From Associated Press (December 23, 2010)

NEW YORK -- Teva Pharmaceutical Industries Ltd. said Thursday the Food and Drug Administration declined to approve a more concentrated version of its drug Copaxone, a treatment for multiple sclerosis.

Teva said the FDA might require it to run a new clinical trial to show the new version works as well as the one that is already on the market. The approved version of Copaxone contains 20 milligrams of glatiramer acetate, the active ingredient in the drug, in one milliliter of solution. Teva is trying to get approval for a version that contains 20 milligrams of glatiramer acetate in half a milliliter of solution.

The Jerusalem-based company received a complete response letter, which means the FDA informed the company it is not willing to approve the drug at this time.

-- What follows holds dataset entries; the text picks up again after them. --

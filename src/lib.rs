pub mod adapters;
pub mod config;
pub mod domain;
pub mod infra;
pub mod services;
pub mod signing;
pub mod webhook;

use {
    adapters::momo::MomoClient,
    config::Config,
    services::{reconciler::Reconciler, refund::Refunder},
    std::sync::Arc,
    webhook::WebhookAuthenticator,
};

#[derive(Clone)]
pub struct AppState {
    pub config: Arc<Config>,
    pub reconciler: Reconciler,
    pub refunder: Refunder,
    pub vnpay_ipn: Arc<WebhookAuthenticator>,
    pub momo_ipn: Arc<WebhookAuthenticator>,
    pub momo: Arc<MomoClient>,
}

impl AppState {
    /// Wire the HTTP state around already-built storage ports.
    pub fn new(
        config: Config,
        reconciler: Reconciler,
    ) -> Result<Self, domain::error::PaymentError> {
        let momo = Arc::new(MomoClient::new(config.momo.clone(), config.provider_timeout)?);
        let refunder = Refunder::new(reconciler.store().clone(), momo.clone());
        let vnpay_ipn = WebhookAuthenticator::new(
            config.vnpay.ipn_policy.clone(),
            config.vnpay.signer.clone(),
            &signing::canonical::VNPAY_SORTED,
        );
        let momo_ipn = WebhookAuthenticator::new(
            config.momo.ipn_policy.clone(),
            config.momo.signer.clone(),
            &adapters::momo::IPN_RULE,
        );
        Ok(Self {
            config: Arc::new(config),
            reconciler,
            refunder,
            vnpay_ipn: Arc::new(vnpay_ipn),
            momo_ipn: Arc::new(momo_ipn),
            momo,
        })
    }
}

Teva said it will work with the FDA to determine its next steps. According to Teva, the FDA said it is not completely clear how Copaxone works, so the agency cannot be certain the new version would be as effective.

Multiple sclerosis is an autoimmune disease in which the body’s immune system attacks a protective lining on the nerves. Teva says Copaxone is the most-prescribed MS drug in the world. In the first nine months of 2010, Teva reported $2.38 billion in sales of Copaxone. Teva, the world’s largest maker of generic drugs, is working on other MS therapies.

Shares of Teva rose $1.49, or 2.9 percent, to $52.69 on Thursday.